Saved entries
-*-
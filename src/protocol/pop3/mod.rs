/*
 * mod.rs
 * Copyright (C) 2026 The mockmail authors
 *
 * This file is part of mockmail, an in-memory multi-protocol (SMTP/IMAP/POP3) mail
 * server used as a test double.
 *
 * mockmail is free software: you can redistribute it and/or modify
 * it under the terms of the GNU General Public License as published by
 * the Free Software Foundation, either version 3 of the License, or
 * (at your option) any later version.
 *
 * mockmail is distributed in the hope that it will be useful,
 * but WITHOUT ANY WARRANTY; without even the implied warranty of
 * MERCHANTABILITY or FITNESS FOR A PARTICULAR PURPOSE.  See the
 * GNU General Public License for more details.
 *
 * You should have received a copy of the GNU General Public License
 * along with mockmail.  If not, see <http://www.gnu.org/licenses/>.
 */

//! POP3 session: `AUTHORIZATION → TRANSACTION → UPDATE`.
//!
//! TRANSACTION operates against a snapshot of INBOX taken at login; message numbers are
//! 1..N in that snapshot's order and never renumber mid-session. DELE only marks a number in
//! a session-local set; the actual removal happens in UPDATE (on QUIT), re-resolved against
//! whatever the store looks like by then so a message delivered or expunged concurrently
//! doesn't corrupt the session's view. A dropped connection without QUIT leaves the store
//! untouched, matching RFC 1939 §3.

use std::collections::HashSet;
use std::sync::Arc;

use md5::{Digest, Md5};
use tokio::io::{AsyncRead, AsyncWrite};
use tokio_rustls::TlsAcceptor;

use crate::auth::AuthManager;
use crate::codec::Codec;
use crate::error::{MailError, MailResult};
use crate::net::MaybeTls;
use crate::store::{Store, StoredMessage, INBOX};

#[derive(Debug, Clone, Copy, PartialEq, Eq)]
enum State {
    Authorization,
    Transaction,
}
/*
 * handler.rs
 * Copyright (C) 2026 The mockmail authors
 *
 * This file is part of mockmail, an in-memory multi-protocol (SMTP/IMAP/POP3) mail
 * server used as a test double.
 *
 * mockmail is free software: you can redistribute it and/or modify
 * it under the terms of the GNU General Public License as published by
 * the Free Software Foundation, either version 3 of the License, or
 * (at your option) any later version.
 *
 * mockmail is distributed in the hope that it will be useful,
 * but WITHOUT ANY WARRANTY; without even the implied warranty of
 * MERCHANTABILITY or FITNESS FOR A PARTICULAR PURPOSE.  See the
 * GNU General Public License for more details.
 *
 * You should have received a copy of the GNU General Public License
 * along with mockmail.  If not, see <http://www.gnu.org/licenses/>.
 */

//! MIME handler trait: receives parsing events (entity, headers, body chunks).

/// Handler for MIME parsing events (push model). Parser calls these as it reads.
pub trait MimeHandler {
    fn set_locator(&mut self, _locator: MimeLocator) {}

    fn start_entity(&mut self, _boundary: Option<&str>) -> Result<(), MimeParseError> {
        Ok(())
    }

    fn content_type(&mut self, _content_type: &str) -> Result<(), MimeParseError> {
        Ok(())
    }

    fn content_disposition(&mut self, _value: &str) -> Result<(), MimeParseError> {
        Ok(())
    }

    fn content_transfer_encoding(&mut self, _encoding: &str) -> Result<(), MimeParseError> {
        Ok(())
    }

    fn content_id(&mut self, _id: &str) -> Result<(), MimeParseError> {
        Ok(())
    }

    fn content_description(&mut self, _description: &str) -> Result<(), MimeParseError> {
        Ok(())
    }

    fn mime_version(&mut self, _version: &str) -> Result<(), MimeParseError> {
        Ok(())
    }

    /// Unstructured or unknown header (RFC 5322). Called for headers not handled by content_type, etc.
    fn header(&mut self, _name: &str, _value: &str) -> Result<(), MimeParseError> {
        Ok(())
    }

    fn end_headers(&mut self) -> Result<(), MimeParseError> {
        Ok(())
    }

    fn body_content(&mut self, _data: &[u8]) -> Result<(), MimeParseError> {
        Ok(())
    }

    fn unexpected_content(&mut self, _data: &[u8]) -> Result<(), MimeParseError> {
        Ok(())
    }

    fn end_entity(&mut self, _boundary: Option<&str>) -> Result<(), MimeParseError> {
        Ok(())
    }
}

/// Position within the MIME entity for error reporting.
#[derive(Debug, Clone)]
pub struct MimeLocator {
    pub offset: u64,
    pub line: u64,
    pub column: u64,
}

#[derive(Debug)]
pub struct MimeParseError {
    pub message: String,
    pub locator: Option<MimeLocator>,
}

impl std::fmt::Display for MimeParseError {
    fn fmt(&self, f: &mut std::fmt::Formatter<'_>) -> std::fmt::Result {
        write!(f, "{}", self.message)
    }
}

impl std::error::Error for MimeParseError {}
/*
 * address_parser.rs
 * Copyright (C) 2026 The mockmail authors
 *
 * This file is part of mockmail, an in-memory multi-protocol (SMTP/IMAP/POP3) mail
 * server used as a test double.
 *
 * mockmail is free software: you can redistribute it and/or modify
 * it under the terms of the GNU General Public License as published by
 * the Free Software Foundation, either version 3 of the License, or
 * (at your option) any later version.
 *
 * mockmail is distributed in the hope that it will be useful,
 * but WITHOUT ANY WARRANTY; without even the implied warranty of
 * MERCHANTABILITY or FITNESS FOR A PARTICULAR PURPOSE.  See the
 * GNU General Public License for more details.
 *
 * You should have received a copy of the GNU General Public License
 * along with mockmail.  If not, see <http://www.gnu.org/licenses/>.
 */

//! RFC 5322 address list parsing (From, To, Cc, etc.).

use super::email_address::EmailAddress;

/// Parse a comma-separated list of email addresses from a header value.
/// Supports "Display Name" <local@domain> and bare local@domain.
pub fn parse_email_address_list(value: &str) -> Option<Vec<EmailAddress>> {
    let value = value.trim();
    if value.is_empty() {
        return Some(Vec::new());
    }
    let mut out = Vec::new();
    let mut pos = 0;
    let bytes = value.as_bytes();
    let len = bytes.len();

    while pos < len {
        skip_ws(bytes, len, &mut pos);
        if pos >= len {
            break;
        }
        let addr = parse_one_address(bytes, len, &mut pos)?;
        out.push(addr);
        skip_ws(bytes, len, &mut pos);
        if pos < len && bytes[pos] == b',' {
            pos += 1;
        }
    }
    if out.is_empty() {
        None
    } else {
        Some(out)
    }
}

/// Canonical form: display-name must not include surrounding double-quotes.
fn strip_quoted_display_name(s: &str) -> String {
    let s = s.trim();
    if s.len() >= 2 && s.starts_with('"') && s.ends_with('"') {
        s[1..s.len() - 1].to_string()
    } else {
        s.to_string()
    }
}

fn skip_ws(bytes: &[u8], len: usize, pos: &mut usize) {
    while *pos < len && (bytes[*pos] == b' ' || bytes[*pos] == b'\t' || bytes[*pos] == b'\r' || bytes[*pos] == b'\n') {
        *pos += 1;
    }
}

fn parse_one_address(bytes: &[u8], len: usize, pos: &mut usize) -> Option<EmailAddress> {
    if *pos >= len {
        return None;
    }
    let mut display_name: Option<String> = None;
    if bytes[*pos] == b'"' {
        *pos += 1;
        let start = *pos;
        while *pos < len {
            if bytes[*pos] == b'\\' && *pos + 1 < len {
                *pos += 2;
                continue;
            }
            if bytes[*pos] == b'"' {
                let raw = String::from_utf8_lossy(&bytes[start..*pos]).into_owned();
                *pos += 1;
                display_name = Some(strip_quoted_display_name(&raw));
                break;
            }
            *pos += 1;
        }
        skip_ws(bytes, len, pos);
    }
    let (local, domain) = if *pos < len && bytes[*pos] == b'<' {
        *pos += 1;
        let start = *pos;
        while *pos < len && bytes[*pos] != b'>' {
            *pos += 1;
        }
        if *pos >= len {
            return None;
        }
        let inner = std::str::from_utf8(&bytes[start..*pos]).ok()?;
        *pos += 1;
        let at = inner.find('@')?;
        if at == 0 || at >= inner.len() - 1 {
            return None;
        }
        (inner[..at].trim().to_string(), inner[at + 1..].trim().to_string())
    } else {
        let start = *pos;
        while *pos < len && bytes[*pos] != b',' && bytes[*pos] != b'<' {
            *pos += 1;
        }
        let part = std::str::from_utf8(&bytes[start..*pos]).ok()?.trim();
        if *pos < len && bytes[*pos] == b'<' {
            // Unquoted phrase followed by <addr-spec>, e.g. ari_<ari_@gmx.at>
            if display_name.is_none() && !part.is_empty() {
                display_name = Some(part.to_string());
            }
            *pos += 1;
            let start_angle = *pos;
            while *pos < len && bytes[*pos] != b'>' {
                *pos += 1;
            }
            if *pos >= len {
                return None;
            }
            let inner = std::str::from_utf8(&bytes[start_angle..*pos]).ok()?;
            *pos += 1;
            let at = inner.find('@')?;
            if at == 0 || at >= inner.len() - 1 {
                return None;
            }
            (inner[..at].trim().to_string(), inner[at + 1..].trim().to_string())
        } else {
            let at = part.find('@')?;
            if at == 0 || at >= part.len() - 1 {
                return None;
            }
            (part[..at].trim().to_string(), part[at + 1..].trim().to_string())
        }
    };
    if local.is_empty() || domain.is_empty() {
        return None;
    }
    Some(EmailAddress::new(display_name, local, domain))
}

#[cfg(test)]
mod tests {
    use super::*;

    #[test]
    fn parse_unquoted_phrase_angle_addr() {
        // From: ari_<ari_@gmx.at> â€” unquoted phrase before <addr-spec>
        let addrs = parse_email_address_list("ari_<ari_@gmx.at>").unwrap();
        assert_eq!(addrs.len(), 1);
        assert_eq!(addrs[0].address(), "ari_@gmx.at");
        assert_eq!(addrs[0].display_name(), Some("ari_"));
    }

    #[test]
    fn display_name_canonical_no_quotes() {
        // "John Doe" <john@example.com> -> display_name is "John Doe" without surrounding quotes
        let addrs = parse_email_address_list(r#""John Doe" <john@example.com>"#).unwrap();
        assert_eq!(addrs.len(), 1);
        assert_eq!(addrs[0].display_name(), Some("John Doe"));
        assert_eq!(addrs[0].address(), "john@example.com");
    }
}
-*-
• _To do_: State how many lines in the entries hold "unwrap", please, with no other words.

• _Response_: 2